___ Provided records ___

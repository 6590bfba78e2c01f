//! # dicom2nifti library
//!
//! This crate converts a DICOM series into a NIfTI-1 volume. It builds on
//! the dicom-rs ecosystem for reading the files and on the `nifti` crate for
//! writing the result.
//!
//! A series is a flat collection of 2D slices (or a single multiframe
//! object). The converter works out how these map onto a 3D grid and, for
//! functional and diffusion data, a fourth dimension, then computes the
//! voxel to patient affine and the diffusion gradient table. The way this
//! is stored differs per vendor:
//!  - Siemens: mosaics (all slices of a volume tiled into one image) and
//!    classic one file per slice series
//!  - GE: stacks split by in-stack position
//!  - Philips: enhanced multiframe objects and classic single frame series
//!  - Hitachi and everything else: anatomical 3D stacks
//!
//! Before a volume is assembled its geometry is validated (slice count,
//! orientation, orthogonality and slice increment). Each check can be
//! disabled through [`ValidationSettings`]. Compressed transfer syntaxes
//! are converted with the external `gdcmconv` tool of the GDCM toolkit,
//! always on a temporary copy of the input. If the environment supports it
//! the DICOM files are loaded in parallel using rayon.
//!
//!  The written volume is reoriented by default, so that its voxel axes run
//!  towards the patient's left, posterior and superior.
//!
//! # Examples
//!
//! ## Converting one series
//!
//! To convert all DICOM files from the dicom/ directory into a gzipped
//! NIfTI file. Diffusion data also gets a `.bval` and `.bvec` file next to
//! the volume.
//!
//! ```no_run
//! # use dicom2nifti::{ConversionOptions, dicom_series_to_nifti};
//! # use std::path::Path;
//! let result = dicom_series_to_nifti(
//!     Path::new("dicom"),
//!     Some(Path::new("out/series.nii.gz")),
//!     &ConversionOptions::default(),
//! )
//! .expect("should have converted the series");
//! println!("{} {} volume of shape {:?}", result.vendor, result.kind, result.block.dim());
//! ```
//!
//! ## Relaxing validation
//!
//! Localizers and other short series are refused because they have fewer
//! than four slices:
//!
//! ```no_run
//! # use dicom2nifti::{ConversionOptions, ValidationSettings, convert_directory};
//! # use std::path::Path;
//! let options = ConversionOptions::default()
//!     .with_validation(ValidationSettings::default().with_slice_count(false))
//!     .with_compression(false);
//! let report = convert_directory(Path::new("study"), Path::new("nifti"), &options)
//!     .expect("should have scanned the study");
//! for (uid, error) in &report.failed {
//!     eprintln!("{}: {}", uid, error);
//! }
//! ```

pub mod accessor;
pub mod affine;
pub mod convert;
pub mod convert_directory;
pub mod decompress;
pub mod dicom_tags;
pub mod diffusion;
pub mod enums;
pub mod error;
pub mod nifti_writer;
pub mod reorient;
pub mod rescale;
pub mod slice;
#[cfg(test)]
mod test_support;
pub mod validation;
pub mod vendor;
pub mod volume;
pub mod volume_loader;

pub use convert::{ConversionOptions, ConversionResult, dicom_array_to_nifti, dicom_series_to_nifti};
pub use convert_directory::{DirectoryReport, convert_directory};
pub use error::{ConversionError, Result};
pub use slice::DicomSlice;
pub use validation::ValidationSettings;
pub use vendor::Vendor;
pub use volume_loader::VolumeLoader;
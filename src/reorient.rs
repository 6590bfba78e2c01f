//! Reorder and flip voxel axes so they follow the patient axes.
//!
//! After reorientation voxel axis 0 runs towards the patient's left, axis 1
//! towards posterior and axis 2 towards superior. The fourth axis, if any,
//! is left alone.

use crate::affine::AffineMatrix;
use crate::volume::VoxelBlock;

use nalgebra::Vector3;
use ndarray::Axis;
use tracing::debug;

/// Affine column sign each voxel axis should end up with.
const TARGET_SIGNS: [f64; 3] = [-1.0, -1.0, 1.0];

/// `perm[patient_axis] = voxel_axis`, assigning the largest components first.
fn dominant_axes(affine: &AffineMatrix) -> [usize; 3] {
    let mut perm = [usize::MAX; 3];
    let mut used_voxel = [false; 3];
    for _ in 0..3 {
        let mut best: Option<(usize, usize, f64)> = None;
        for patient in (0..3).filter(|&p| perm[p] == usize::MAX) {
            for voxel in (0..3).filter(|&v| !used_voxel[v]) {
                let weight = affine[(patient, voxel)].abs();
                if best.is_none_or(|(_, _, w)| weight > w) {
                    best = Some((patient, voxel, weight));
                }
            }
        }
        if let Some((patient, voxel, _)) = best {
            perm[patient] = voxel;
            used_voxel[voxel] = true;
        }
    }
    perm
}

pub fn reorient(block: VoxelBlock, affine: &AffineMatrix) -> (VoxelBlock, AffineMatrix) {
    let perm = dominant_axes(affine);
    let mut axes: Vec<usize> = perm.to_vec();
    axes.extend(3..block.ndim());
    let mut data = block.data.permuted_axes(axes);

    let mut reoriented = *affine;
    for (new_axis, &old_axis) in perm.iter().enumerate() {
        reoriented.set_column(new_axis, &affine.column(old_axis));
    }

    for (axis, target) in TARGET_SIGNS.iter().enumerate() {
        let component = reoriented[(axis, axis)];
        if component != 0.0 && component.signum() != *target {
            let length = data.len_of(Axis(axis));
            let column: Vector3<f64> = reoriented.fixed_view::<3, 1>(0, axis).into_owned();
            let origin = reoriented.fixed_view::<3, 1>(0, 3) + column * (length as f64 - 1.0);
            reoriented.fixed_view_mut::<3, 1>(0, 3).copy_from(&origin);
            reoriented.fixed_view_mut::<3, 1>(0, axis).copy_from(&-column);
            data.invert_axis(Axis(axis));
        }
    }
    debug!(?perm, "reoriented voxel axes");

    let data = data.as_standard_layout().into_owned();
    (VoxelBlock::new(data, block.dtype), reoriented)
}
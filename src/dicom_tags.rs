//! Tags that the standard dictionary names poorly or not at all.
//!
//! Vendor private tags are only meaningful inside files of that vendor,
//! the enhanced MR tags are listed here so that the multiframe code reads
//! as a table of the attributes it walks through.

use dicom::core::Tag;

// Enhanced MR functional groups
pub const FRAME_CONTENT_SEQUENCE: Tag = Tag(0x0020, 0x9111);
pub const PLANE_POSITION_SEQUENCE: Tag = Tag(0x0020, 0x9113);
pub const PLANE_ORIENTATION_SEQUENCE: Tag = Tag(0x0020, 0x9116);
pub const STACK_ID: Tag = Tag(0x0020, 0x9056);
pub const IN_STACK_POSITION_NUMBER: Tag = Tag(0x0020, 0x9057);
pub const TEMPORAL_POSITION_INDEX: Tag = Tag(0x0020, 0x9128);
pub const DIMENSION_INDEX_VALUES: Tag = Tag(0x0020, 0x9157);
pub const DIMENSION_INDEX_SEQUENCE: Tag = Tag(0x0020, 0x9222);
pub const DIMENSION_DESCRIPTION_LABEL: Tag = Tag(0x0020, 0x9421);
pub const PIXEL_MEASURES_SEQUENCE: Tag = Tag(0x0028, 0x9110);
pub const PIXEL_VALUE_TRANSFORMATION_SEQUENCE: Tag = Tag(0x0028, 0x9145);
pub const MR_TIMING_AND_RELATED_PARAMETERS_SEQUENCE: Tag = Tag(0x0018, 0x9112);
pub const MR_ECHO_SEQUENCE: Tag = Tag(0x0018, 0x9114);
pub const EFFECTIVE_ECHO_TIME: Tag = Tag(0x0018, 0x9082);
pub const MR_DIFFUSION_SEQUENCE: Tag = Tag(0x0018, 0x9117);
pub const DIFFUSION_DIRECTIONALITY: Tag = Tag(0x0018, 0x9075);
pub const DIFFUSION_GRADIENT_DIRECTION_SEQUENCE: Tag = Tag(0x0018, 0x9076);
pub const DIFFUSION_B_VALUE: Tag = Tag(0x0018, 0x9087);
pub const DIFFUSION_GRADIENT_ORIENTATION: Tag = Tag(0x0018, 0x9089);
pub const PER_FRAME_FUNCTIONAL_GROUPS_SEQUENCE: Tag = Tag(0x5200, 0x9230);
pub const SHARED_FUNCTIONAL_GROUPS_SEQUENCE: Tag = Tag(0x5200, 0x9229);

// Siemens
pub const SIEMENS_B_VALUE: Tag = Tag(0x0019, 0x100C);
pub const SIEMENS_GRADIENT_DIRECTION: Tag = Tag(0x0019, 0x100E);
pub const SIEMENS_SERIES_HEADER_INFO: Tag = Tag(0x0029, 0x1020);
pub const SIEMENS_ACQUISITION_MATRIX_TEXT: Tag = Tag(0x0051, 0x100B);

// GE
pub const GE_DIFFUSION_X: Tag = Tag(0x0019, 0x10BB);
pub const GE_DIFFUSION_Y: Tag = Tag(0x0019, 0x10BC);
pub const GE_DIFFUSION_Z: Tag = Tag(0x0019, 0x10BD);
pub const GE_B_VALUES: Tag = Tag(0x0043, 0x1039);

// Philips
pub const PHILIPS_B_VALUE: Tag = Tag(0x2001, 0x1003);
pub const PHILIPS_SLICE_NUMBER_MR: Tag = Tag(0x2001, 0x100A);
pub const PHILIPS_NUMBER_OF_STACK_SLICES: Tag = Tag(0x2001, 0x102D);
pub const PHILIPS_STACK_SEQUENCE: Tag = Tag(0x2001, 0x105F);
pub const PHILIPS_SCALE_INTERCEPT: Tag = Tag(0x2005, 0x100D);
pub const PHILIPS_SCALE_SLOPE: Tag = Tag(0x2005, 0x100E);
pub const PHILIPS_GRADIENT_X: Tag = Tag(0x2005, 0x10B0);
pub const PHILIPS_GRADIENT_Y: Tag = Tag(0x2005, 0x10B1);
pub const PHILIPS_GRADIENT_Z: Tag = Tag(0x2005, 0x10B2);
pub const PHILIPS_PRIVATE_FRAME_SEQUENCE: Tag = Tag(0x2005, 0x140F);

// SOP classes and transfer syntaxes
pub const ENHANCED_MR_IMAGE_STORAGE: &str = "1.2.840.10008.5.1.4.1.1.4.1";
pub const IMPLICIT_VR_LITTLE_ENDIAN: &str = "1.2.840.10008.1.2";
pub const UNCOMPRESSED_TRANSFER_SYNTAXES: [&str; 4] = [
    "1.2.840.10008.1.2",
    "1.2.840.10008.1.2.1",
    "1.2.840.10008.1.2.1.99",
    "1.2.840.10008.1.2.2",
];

___

About this task »
Would you please copy, word for word, everything above from the line containing "let mut used_voxel = [false; 3];" down to the line containing "if best.is_none_or(|(_, _, w)|", those two lines included?

Result of this exercise »
    let mut used_voxel = [false; 3];
    for _ in 0..3 {
        let mut best: Option<(usize, usize, f64)> = None;
        for patient in (0..3).filter(|&p| perm[p] == usize::MAX) {
            for voxel in (0..3).filter(|&v| !used_voxel[v]) {
                let weight = affine[(patient, voxel)].abs();
                if best.is_none_or(|(_, _, w)| weight > w) {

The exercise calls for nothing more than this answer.